Six independently maintained sublines of FLEB 14, a fetal-liver-derived Epstein--Barr virus-transformed pro-B cell line that has not yet rearranged its immunoglobulin genes, were examined after in vitro propagation during 19-36 months. Two lines showed no immunoglobulin heavy chain gene rearrangement, whereas one allele was rearranged with breakpoints inside the switch region of the μ chain gene in the remaining four. These rearrangements had been generated by the translocation of different chromosome fragments to the immunoglobulin heavy chain gene cluster-carrying 14q32 band in each of the four lines. Previously, a similar rearrangement was found in a fifth subline concurrently with a reciprocal 6;14 translocation. The transposed pieces have been derived from chromosomes 16 and 18 in two of the more recently rearranged lines.

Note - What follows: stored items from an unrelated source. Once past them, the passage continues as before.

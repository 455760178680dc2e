pub mod amqp;
pub mod connection;
pub mod gateway;
pub mod metrics;
pub mod serialization;

pub use amqp::{AmqpGateway, AmqpSettings};
pub use connection::{ConnectionConfig, ConnectionError, ConnectionManager, ConnectionState};
pub use gateway::{AckDecision, AckFuture, Delivery, GatewayError, MessagingGateway, Subscription};
#[cfg(feature = "metrics")]
pub use metrics::PrometheusExporter;
pub use metrics::{DeliveryMetrics, MetricsError, MetricsSnapshot};
pub use serialization::{CompressionError, Compressor, split_lines};
use anyhow::Context;
use rask_log_shipper::app::TailApp;

#[tokio::main]
async fn main() -> anyhow::Result<()> {
    let app = TailApp::from_args(std::env::args_os()).context("invalid arguments")?;
    app.run().await.context("rask-log-tail failed")?;
    Ok(())
}
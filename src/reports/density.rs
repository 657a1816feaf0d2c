//! Gaussian kernel density estimate for the score distribution chart

use std::f64::consts::PI;

/// Evaluation points across the curve
pub const GRID_POINTS: usize = 200;

/// Bandwidths the curve extends past the extreme samples
const CUT: f64 = 3.0;

/// Used when the samples carry no spread (one sample, or all equal)
pub const FALLBACK_BANDWIDTH: f64 = 0.5;

/// Scott's rule: sample standard deviation times `n^(-1/5)`
pub fn scott_bandwidth(samples: &[f64]) -> f64 {
    let n = samples.len();
    if n < 2 {
        return FALLBACK_BANDWIDTH;
    }
    let mean = samples.iter().sum::<f64>() / n as f64;
    let variance = samples.iter().map(|x| (x - mean).powi(2)).sum::<f64>() / (n - 1) as f64;
    let std_dev = variance.sqrt();
    if !std_dev.is_finite() || std_dev == 0.0 {
        return FALLBACK_BANDWIDTH;
    }
    std_dev * (n as f64).powf(-0.2)
}

/// Density curve as `(x, density)` points, empty for no samples
pub fn gaussian_kde(samples: &[f64]) -> Vec<(f64, f64)> {
    if samples.is_empty() {
        return Vec::new();
    }

    let bandwidth = scott_bandwidth(samples);
    let (min, max) = samples
        .iter()
        .fold((f64::INFINITY, f64::NEG_INFINITY), |(lo, hi), &x| {
            (lo.min(x), hi.max(x))
        });
    let start = min - CUT * bandwidth;
    let end = max + CUT * bandwidth;
    let step = (end - start) / (GRID_POINTS - 1) as f64;

    let norm = 1.0 / (samples.len() as f64 * bandwidth * (2.0 * PI).sqrt());
    (0..GRID_POINTS)
        .map(|i| {
            let x = start + step * i as f64;
            let sum: f64 = samples
                .iter()
                .map(|s| {
                    let z = (x - s) / bandwidth;
                    (-0.5 * z * z).exp()
                })
                .sum();
            (x, sum * norm)
        })
        .collect()
}
//! SQL access for accounts

use chrono::Utc;
use sqlx::SqlitePool;

use super::models::User;

const USER_COLUMNS: &str = "id, username, email, password_hash, is_active, date_joined";

pub async fn find_by_username(pool: &SqlitePool, username: &str) -> Result<Option<User>, sqlx::Error> {
    sqlx::query_as::<_, User>(&format!(
        "SELECT {USER_COLUMNS} FROM users WHERE username = ?"
    ))
    .bind(username)
    .fetch_optional(pool)
    .await
}

pub async fn username_taken(pool: &SqlitePool, username: &str) -> Result<bool, sqlx::Error> {
    let hit: Option<i64> = sqlx::query_scalar("SELECT 1 FROM users WHERE username = ?")
        .bind(username)
        .fetch_optional(pool)
        .await?;
    Ok(hit.is_some())
}

/// Whether a token subject still maps to an active account
pub async fn is_active(pool: &SqlitePool, user_id: i64) -> Result<bool, sqlx::Error> {
    let active: Option<bool> = sqlx::query_scalar("SELECT is_active FROM users WHERE id = ?")
        .bind(user_id)
        .fetch_optional(pool)
        .await?;
    Ok(active.unwrap_or(false))
}

pub async fn insert(
    pool: &SqlitePool,
    username: &str,
    email: &str,
    password_hash: &str,
) -> Result<User, sqlx::Error> {
    sqlx::query_as::<_, User>(&format!(
        "INSERT INTO users (username, email, password_hash, is_active, date_joined)
         VALUES (?, ?, ?, 1, ?)
         RETURNING {USER_COLUMNS}"
    ))
    .bind(username)
    .bind(email)
    .bind(password_hash)
    .bind(Utc::now())
    .fetch_one(pool)
    .await
}
#[tokio::test]
async fn registration_email_may_be_blank_but_not_null() {
    let app = test_app().await;
    let router = app.router();

    let (status, body) = send(
        &router,
        Method::POST,
        "/api/registro",
        None,
        Some(json!({"username": "ana", "email": null, "password": "clave"})),
    )
    .await;
    assert_eq!(status, StatusCode::BAD_REQUEST);
    assert_eq!(body["email"][0], "This field may not be null.");

    let (status, body) = send(
        &router,
        Method::POST,
        "/api/registro",
        None,
        Some(json!({"username": "ana", "email": "", "password": "clave"})),
    )
    .await;
    assert_eq!(status, StatusCode::CREATED, "{body}");
    assert_eq!(body["usuario"]["email"], "");
}

#[tokio::test]
async fn duplicate_username_is_rejected() {
    let app = test_app().await;
    let router = app.router();
    login(&router, "ana").await;

    let (status, body) = send(
        &router,
        Method::POST,
        "/api/registro",
        None,
        Some(json!({"username": "ana", "password": "otra"})),
    )
    .await;

    assert_eq!(status, StatusCode::BAD_REQUEST);
    assert_eq!(body["username"][0], "A user with that username already exists.");
}

#[tokio::test]
async fn wrong_password_is_unauthorized() {
    let app = test_app().await;
    let router = app.router();
    login(&router, "ana").await;

    let (status, body) = send(
        &router,
        Method::POST,
        "/api/token",
        None,
        Some(json!({"username": "ana", "password": "incorrecta"})),
    )
    .await;

    assert_eq!(status, StatusCode::UNAUTHORIZED);
    assert_eq!(
        body["error"]["message"],
        "No active account found with the given credentials"
    );
}

#[tokio::test]
async fn refresh_rotates_and_blacklists_the_old_token() {
    let app = test_app().await;
    let router = app.router();
    let (_, refresh) = login(&router, "ana").await;

    let (status, body) = send(
        &router,
        Method::POST,
        "/api/token/refresh",
        None,
        Some(json!({"refresh": refresh})),
    )
    .await;
    assert_eq!(status, StatusCode::OK);
    assert!(body["access"].is_string());
    let rotated = body["refresh"].as_str().unwrap().to_string();
    assert_ne!(rotated, refresh);

    let (status, body) = send(
        &router,
        Method::POST,
        "/api/token/refresh",
        None,
        Some(json!({"refresh": refresh})),
    )
    .await;
    assert_eq!(status, StatusCode::UNAUTHORIZED);
    assert_eq!(body["error"]["code"], "token_not_valid");

    let (status, body) = send(
        &router,
        Method::POST,
        "/api/token/blacklist",
        None,
        Some(json!({"refresh": rotated})),
    )
    .await;
    assert_eq!(status, StatusCode::OK);
    assert_eq!(body, json!({}));

    let (status, _) = send(
        &router,
        Method::POST,
        "/api/token/refresh",
        None,
        Some(json!({"refresh": rotated})),
    )
    .await;
    assert_eq!(status, StatusCode::UNAUTHORIZED);
}

#[tokio::test]
async fn refresh_requires_the_field() {
    let app = test_app().await;
    let (status, body) = send(
        &app.router(),
        Method::POST,
        "/api/token/refresh",
        None,
        Some(json!({})),
    )
    .await;
    assert_eq!(status, StatusCode::BAD_REQUEST);
    assert_eq!(body["refresh"][0], "This field is required.");
}

#[tokio::test]
async fn writes_require_a_token_but_reads_do_not() {
    let app = test_app().await;
    let router = app.router();

    let (status, body) = send(
        &router,
        Method::POST,
        "/api/generos",
        None,
        Some(json!({"nombre": "Poesía"})),
    )
    .await;
    assert_eq!(status, StatusCode::UNAUTHORIZED);
    assert_eq!(body["error"]["code"], "not_authenticated");

    let (status, body) = send(
        &router,
        Method::POST,
        "/api/generos",
        Some("basura"),
        Some(json!({"nombre": "Poesía"})),
    )
    .await;
    assert_eq!(status, StatusCode::UNAUTHORIZED);
    assert_eq!(body["error"]["code"], "token_not_valid");

    let (status, body) = send(&router, Method::GET, "/api/generos", None, None).await;
    assert_eq!(status, StatusCode::OK);
    assert_eq!(body, json!([]));
}

#[tokio::test]
async fn refresh_token_is_not_an_access_token() {
    let app = test_app().await;
    let router = app.router();
    let (_, refresh) = login(&router, "ana").await;

    let (status, _) = send(
        &router,
        Method::POST,
        "/api/generos",
        Some(&refresh),
        Some(json!({"nombre": "Poesía"})),
    )
    .await;
    assert_eq!(status, StatusCode::UNAUTHORIZED);
}

#[tokio::test]
async fn genre_crud_round_trip() {
    let app = test_app().await;
    let router = app.router();
    let (token, _) = login(&router, "ana").await;

    let (status, created) = send(
        &router,
        Method::POST,
        "/api/generos",
        Some(&token),
        Some(json!({"nombre": "  Ensayo "})),
    )
    .await;
    assert_eq!(status, StatusCode::CREATED);
    assert_eq!(created["nombre"], "Ensayo");
    let uri = format!("/api/generos/{}", created["id"]);

    let (status, fetched) = send(&router, Method::GET, &uri, None, None).await;
    assert_eq!(status, StatusCode::OK);
    assert_eq!(fetched, created);

    let (status, updated) = send(
        &router,
        Method::PUT,
        &uri,
        Some(&token),
        Some(json!({"nombre": "Ensayo literario"})),
    )
    .await;
    assert_eq!(status, StatusCode::OK);
    assert_eq!(updated["nombre"], "Ensayo literario");

    let (status, body) = send(&router, Method::DELETE, &uri, Some(&token), None).await;
    assert_eq!(status, StatusCode::NO_CONTENT);
    assert_eq!(body, Value::Null);

    let (status, _) = send(&router, Method::GET, &uri, None, None).await;
    assert_eq!(status, StatusCode::NOT_FOUND);
}
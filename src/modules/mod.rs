pub mod cuentas;
pub mod libros;

use std::sync::Arc;

use axum::extract::FromRef;
use biblioteca_authz::AuthService;
use biblioteca_db::Database;
use biblioteca_kernel::{InitCtx, ModuleRegistry};

/// Shared handler state for the application modules
#[derive(Clone)]
pub struct AppState {
    pub db: Database,
    pub auth: Arc<AuthService>,
}

impl AppState {
    pub fn from_ctx(ctx: &InitCtx<'_>) -> Self {
        Self {
            db: ctx.db.clone(),
            auth: Arc::clone(ctx.auth),
        }
    }
}

impl FromRef<AppState> for Arc<AuthService> {
    fn from_ref(state: &AppState) -> Self {
        Arc::clone(&state.auth)
    }
}

/// Register all project modules with the registry
pub fn register_all(registry: &mut ModuleRegistry) {
    registry.register(cuentas::create_module());
    registry.register(libros::create_module());
}
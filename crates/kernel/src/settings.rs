use std::path::PathBuf;

use anyhow::{anyhow, bail, Context};
use biblioteca_authz::AuthConfig;
use chrono::Duration;
use serde::Deserialize;

const DEFAULT_ENV: &str = "local";
const ENV_VAR_NAME: &str = "BIBLIOTECA_ENV";
const CONFIG_DIR_ENV: &str = "BIBLIOTECA_CONFIG_DIR";
const ENV_PREFIX: &str = "BIBLIOTECA";

/// Signing key used when none is configured. Refused in production.
pub const DEV_SECRET_KEY: &str = "biblioteca-insecure-development-key";

/// Deployment environment the application is running in.
#[derive(Debug, Clone, Deserialize, PartialEq, Eq, Default)]
#[serde(rename_all = "lowercase")]
pub enum Environment {
    #[default]
    Local,
    Staging,
    Production,
}

/// Top-level configuration structure loaded from layered sources.
#[derive(Debug, Clone, Deserialize, Default)]
pub struct Settings {
    #[serde(default)]
    pub environment: Environment,
    #[serde(default)]
    pub server: ServerSettings,
    #[serde(default)]
    pub database: DatabaseSettings,
    #[serde(default)]
    pub telemetry: TelemetrySettings,
    #[serde(default)]
    pub auth: AuthSettings,
    #[serde(default)]
    pub reports: ReportSettings,
}

impl Settings {
    /// Load configuration by layering `.env`, base file, environment overlay
    /// and `BIBLIOTECA_*` variables (nested keys joined with `__`).
    pub fn load() -> anyhow::Result<Self> {
        // Allow missing `.env` files without failing.
        let _ = dotenvy::dotenv();

        let environment = std::env::var(ENV_VAR_NAME).unwrap_or_else(|_| DEFAULT_ENV.to_string());
        let config_dir = match std::env::var(CONFIG_DIR_ENV) {
            Ok(dir) => PathBuf::from(dir),
            Err(_) => std::env::current_dir()
                .context("unable to resolve current directory")?
                .join("config"),
        };

        let base_path = config_dir.join("base.toml");
        let environment_path = config_dir.join(format!("{}.toml", environment));

        let cfg = config::Config::builder()
            .add_source(config::File::from(base_path).required(false))
            .add_source(config::File::from(environment_path).required(false))
            .add_source(
                config::Environment::with_prefix(ENV_PREFIX)
                    .prefix_separator("_")
                    .separator("__"),
            )
            .build()
            .with_context(|| "failed to build configuration")?;

        let mut settings: Settings = cfg
            .try_deserialize()
            .with_context(|| "failed to deserialize configuration")?;

        settings.environment = match environment.as_str() {
            "local" => Environment::Local,
            "staging" => Environment::Staging,
            "production" => Environment::Production,
            other => {
                return Err(anyhow!(
                    "unsupported environment '{}'; expected local/staging/production",
                    other
                ));
            }
        };

        settings.validate()?;
        Ok(settings)
    }

    /// Reject combinations that must never reach a deployed server
    pub fn validate(&self) -> anyhow::Result<()> {
        if self.environment == Environment::Production && self.auth.secret_key == DEV_SECRET_KEY {
            bail!("auth.secret_key must be set explicitly in production");
        }
        if self.auth.secret_key.is_empty() {
            bail!("auth.secret_key must not be empty");
        }
        if !(4..=31).contains(&self.auth.bcrypt_cost) {
            bail!("auth.bcrypt_cost must be between 4 and 31");
        }
        Ok(())
    }
}

#[derive(Debug, Clone, Deserialize)]
pub struct ServerSettings {
    #[serde(default = "ServerSettings::default_host")]
    pub host: String,
    #[serde(default = "ServerSettings::default_port")]
    pub port: u16,
    #[serde(default = "ServerSettings::default_request_timeout_ms")]
    pub request_timeout_ms: u64,
}

impl ServerSettings {
    fn default_host() -> String {
        "0.0.0.0".to_string()
    }

    fn default_port() -> u16 {
        8000
    }

    fn default_request_timeout_ms() -> u64 {
        15000
    }
}

impl Default for ServerSettings {
    fn default() -> Self {
        Self {
            host: Self::default_host(),
            port: Self::default_port(),
            request_timeout_ms: Self::default_request_timeout_ms(),
        }
    }
}

#[derive(Debug, Clone, Deserialize)]
pub struct DatabaseSettings {
    #[serde(default = "DatabaseSettings::default_url")]
    pub url: String,
    #[serde(default = "DatabaseSettings::default_max_connections")]
    pub max_connections: u32,
}

impl DatabaseSettings {
    fn default_url() -> String {
        "sqlite://biblioteca.db".to_string()
    }

    fn default_max_connections() -> u32 {
        5
    }
}

impl Default for DatabaseSettings {
    fn default() -> Self {
        Self {
            url: Self::default_url(),
            max_connections: Self::default_max_connections(),
        }
    }
}

#[derive(Debug, Clone, Deserialize)]
pub struct TelemetrySettings {
    #[serde(default)]
    pub log_format: LogFormat,
    /// `EnvFilter` directives; `RUST_LOG` takes precedence when set
    #[serde(default = "TelemetrySettings::default_filter")]
    pub filter: String,
}

impl TelemetrySettings {
    fn default_filter() -> String {
        "info,sqlx=warn".to_string()
    }
}

impl Default for TelemetrySettings {
    fn default() -> Self {
        Self {
            log_format: LogFormat::Pretty,
            filter: Self::default_filter(),
        }
    }
}

#[derive(Debug, Clone, Deserialize, PartialEq, Eq, Default)]
#[serde(rename_all = "lowercase")]
pub enum LogFormat {
    #[default]
    Pretty,
    Json,
}

#[derive(Debug, Clone, Deserialize)]
pub struct AuthSettings {
    #[serde(default = "AuthSettings::default_secret_key")]
    pub secret_key: String,
    #[serde(default = "AuthSettings::default_access_minutes")]
    pub access_token_lifetime_minutes: i64,
    #[serde(default = "AuthSettings::default_refresh_days")]
    pub refresh_token_lifetime_days: i64,
    #[serde(default = "AuthSettings::enabled")]
    pub rotate_refresh_tokens: bool,
    #[serde(default = "AuthSettings::enabled")]
    pub blacklist_after_rotation: bool,
    #[serde(default = "AuthSettings::default_bcrypt_cost")]
    pub bcrypt_cost: u32,
}

impl AuthSettings {
    fn default_secret_key() -> String {
        DEV_SECRET_KEY.to_string()
    }

    fn default_access_minutes() -> i64 {
        60
    }

    fn default_refresh_days() -> i64 {
        1
    }

    fn enabled() -> bool {
        true
    }

    fn default_bcrypt_cost() -> u32 {
        12
    }

    pub fn to_auth_config(&self) -> AuthConfig {
        AuthConfig {
            secret_key: self.secret_key.clone(),
            access_token_lifetime: Duration::minutes(self.access_token_lifetime_minutes),
            refresh_token_lifetime: Duration::days(self.refresh_token_lifetime_days),
            rotate_refresh_tokens: self.rotate_refresh_tokens,
            blacklist_after_rotation: self.blacklist_after_rotation,
            bcrypt_cost: self.bcrypt_cost,
        }
    }
}

impl Default for AuthSettings {
    fn default() -> Self {
        Self {
            secret_key: Self::default_secret_key(),
            access_token_lifetime_minutes: Self::default_access_minutes(),
            refresh_token_lifetime_days: Self::default_refresh_days(),
            rotate_refresh_tokens: true,
            blacklist_after_rotation: true,
            bcrypt_cost: Self::default_bcrypt_cost(),
        }
    }
}

#[derive(Debug, Clone, Deserialize)]
pub struct ReportSettings {
    #[serde(default = "ReportSettings::default_output_dir")]
    pub output_dir: String,
    /// TrueType fonts tried in order for chart text
    #[serde(default = "ReportSettings::default_font_paths")]
    pub font_paths: Vec<String>,
}

impl ReportSettings {
    fn default_output_dir() -> String {
        "reporte_graficos".to_string()
    }

    fn default_font_paths() -> Vec<String> {
        [
            "/usr/share/fonts/truetype/dejavu/DejaVuSans.ttf",
            "/usr/share/fonts/dejavu/DejaVuSans.ttf",
            "/usr/share/fonts/TTF/DejaVuSans.ttf",
            "/usr/share/fonts/truetype/liberation/LiberationSans-Regular.ttf",
            "/Library/Fonts/Arial.ttf",
            "C:\\Windows\\Fonts\\arial.ttf",
        ]
        .iter()
        .map(|p| p.to_string())
        .collect()
    }
}

impl Default for ReportSettings {
    fn default() -> Self {
        Self {
            output_dir: Self::default_output_dir(),
            font_paths: Self::default_font_paths(),
        }
    }
}
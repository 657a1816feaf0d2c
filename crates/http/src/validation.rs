//! Field-level validation of JSON request bodies.
//!
//! [`Fields`] reads typed values out of a JSON object and accumulates one
//! message list per field, so a handler reports every problem at once.
//! Value rules (lengths, ranges, formats) are declared on `validator`
//! forms and folded into the same map through [`Fields::check`].

use chrono::NaiveDate;
use once_cell::sync::Lazy;
use regex::Regex;
use serde_json::{Map, Value};
use url::{Host, Url};
use validator::{Validate, ValidationError};

use crate::error::{AppError, FieldErrors};

pub const REQUIRED: &str = "This field is required.";
pub const NOT_NULL: &str = "This field may not be null.";
pub const NOT_BLANK: &str = "This field may not be blank.";
pub const INVALID_STRING: &str = "Not a valid string.";
pub const INVALID_INTEGER: &str = "A valid integer is required.";
pub const INVALID_DATE: &str = "Date has wrong format. Use one of these formats instead: YYYY-MM-DD.";
pub const INVALID_VALUE: &str = "Invalid value.";

const MAX_EMAIL_LENGTH: usize = 320;

static EMAIL_USER: Lazy<Regex> = Lazy::new(|| {
    Regex::new(concat!(
        r#"(?i)^(?:[-!#$%&'*+/=?^_`{}|~0-9A-Z]+(?:\.[-!#$%&'*+/=?^_`{}|~0-9A-Z]+)*"#,
        r#"|"(?:[\x01-\x08\x0b\x0c\x0e-\x1f!#-\[\]-\x7f]|\\[\x01-\x09\x0b\x0c\x0e-\x7f])*")\z"#,
    ))
    .expect("email user pattern")
});

static EMAIL_DOMAIN: Lazy<Regex> = Lazy::new(|| {
    Regex::new(r"(?i)^(?:[A-Z0-9](?:[A-Z0-9-]{0,61}[A-Z0-9])?\.)+[A-Z0-9-]{1,62}[A-Z0-9]\z")
        .expect("email domain pattern")
});

static EMAIL_LITERAL: Lazy<Regex> = Lazy::new(|| {
    Regex::new(r"(?i)^\[([A-F0-9:.]+)\]\z").expect("email literal pattern")
});

/// Name of a JSON value's type as reported in validation messages
pub fn type_name(value: &Value) -> &'static str {
    match value {
        Value::Null => "NoneType",
        Value::Bool(_) => "bool",
        Value::Number(n) if n.is_f64() => "float",
        Value::Number(_) => "int",
        Value::String(_) => "str",
        Value::Array(_) => "list",
        Value::Object(_) => "dict",
    }
}

/// Email address with a dot-atom or quoted local part and a host name
/// carrying a top-level domain, `localhost`, or a bracketed IP literal.
/// Internationalized domains are checked in their punycode form.
pub fn email_address(value: &str) -> Result<(), ValidationError> {
    let invalid = || Err(ValidationError::new("email"));

    if value.is_empty() || value.len() > MAX_EMAIL_LENGTH {
        return invalid();
    }
    let Some((user, domain)) = value.rsplit_once('@') else {
        return invalid();
    };
    if !EMAIL_USER.is_match(user) {
        return invalid();
    }
    if domain == "localhost" || valid_email_domain(domain) {
        return Ok(());
    }
    match Host::parse(domain) {
        Ok(Host::Domain(ascii)) if ascii != domain && valid_email_domain(&ascii) => Ok(()),
        _ => invalid(),
    }
}

fn valid_email_domain(domain: &str) -> bool {
    if EMAIL_DOMAIN.is_match(domain) {
        return true;
    }
    EMAIL_LITERAL
        .captures(domain)
        .and_then(|caps| caps.get(1))
        .is_some_and(|ip| validator::validate_ip(ip.as_str()))
}

/// http, https, ftp and ftps locations with a host
pub fn web_url(value: &str) -> Result<(), ValidationError> {
    let valid = Url::parse(value).is_ok_and(|url| {
        matches!(url.scheme(), "http" | "https" | "ftp" | "ftps")
            && url.host_str().is_some_and(|host| !host.is_empty())
    });
    if valid {
        Ok(())
    } else {
        Err(ValidationError::new("url"))
    }
}

/// Message for a failed rule. An explicit `message` wins; built-in length
/// and range rules are phrased from their parameters.
pub fn describe(error: &ValidationError) -> String {
    if let Some(message) = &error.message {
        return message.to_string();
    }
    let param = |key: &str| error.params.get(key).and_then(Value::as_f64);

    match &*error.code {
        "length" => match (param("max"), param("min")) {
            (Some(max), _) => format!("Ensure this field has no more than {max} characters."),
            (None, Some(min)) => format!("Ensure this field has at least {min} characters."),
            _ => INVALID_VALUE.to_string(),
        },
        "range" => match (param("value"), param("min"), param("max")) {
            (Some(value), Some(min), _) if value < min => {
                format!("Ensure this value is greater than or equal to {min}.")
            }
            (Some(_), _, Some(max)) => format!("Ensure this value is less than or equal to {max}."),
            _ => INVALID_VALUE.to_string(),
        },
        _ => INVALID_VALUE.to_string(),
    }
}

/// Reader over a request object that collects per-field errors
pub struct Fields<'a> {
    data: &'a Map<String, Value>,
    errors: FieldErrors,
}

impl<'a> Fields<'a> {
    pub fn new(data: &'a Map<String, Value>) -> Self {
        Self {
            data,
            errors: FieldErrors::new(),
        }
    }

    /// Record a message against a field
    pub fn reject(&mut self, name: &str, message: impl Into<String>) {
        self.errors
            .entry(name.to_string())
            .or_default()
            .push(message.into());
    }

    pub fn has_error(&self, name: &str) -> bool {
        self.errors.contains_key(name)
    }

    /// Run a form's declared rules and record every failure under its field
    pub fn check<T: Validate>(&mut self, form: &T) {
        let Err(failures) = form.validate() else {
            return;
        };
        for (name, errors) in failures.field_errors() {
            for error in errors.iter() {
                self.reject(name, describe(error));
            }
        }
    }

    /// Mandatory, non-blank text
    pub fn required_string(&mut self, name: &str) -> Option<String> {
        let value = self.present(name)?;
        let text = self.text(name, value)?;
        if text.is_empty() {
            self.reject(name, NOT_BLANK);
            return None;
        }
        Some(text)
    }

    /// Text that may be absent or blank but never null
    pub fn optional_string(&mut self, name: &str) -> Option<String> {
        let value = self.data.get(name)?;
        if value.is_null() {
            self.reject(name, NOT_NULL);
            return None;
        }
        self.text(name, value)
    }

    /// Text where absent and null both read as `None`; blank is allowed
    pub fn nullable_string(&mut self, name: &str) -> Option<String> {
        let value = self.data.get(name).filter(|v| !v.is_null())?;
        self.text(name, value)
    }

    /// Mandatory integer; whole floats and numeric strings are accepted
    pub fn required_int(&mut self, name: &str) -> Option<i64> {
        let value = self.present(name)?;
        let number = match value {
            Value::Number(n) => n
                .as_i64()
                .or_else(|| n.as_f64().filter(|f| f.fract() == 0.0).map(|f| f as i64)),
            Value::String(s) => s.trim().parse::<i64>().ok(),
            _ => None,
        };
        if number.is_none() {
            self.reject(name, INVALID_INTEGER);
        }
        number
    }

    /// Mandatory primary key reference; existence is checked by the caller
    pub fn required_pk(&mut self, name: &str) -> Option<i64> {
        let value = self.present(name)?;
        let pk = match value {
            Value::Number(n) => n.as_i64(),
            Value::String(s) => s.trim().parse::<i64>().ok(),
            _ => None,
        };
        if pk.is_none() {
            self.reject(
                name,
                format!(
                    "Incorrect type. Expected pk value, received {}.",
                    type_name(value)
                ),
            );
        }
        pk
    }

    /// Mandatory calendar date in `YYYY-MM-DD` form
    pub fn required_date(&mut self, name: &str) -> Option<NaiveDate> {
        let value = self.present(name)?;
        let parsed = value
            .as_str()
            .and_then(|s| NaiveDate::parse_from_str(s.trim(), "%Y-%m-%d").ok());
        if parsed.is_none() {
            self.reject(name, INVALID_DATE);
        }
        parsed
    }

    /// Finish reading; fails with every collected message
    pub fn finish(self) -> Result<(), AppError> {
        if self.errors.is_empty() {
            Ok(())
        } else {
            Err(AppError::validation(self.errors))
        }
    }

    fn present(&mut self, name: &str) -> Option<&'a Value> {
        match self.data.get(name) {
            None => {
                self.reject(name, REQUIRED);
                None
            }
            Some(Value::Null) => {
                self.reject(name, NOT_NULL);
                None
            }
            Some(value) => Some(value),
        }
    }

    // Numbers are accepted as text, surrounding whitespace is dropped
    fn text(&mut self, name: &str, value: &Value) -> Option<String> {
        match value {
            Value::String(s) => Some(s.trim().to_string()),
            Value::Number(n) => Some(n.to_string()),
            _ => {
                self.reject(name, INVALID_STRING);
                None
            }
        }
    }
}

Their origins could not be determined in the remaining two lines, but they were different from each other and the other three 14q+ markers. The 14q+ marker-carrying variant has replaced its diploid progenitor suggesting that the translocation has conveyed some in vitro growth advantage on its carrier. This was also supported by the duplication of the 14q+ marker and the loss of its normal chromosome 14 homologue in one subline during serial culturing. The vulnerability of the switch region of the μ chain gene to illegitimate recombination at the pro-B stage and the possible relevance of this finding for the origin of the Burkitt lymphoma-associated 8;14 (immunoglobulin heavy chain gene cluster/MYC) translocation is discussed.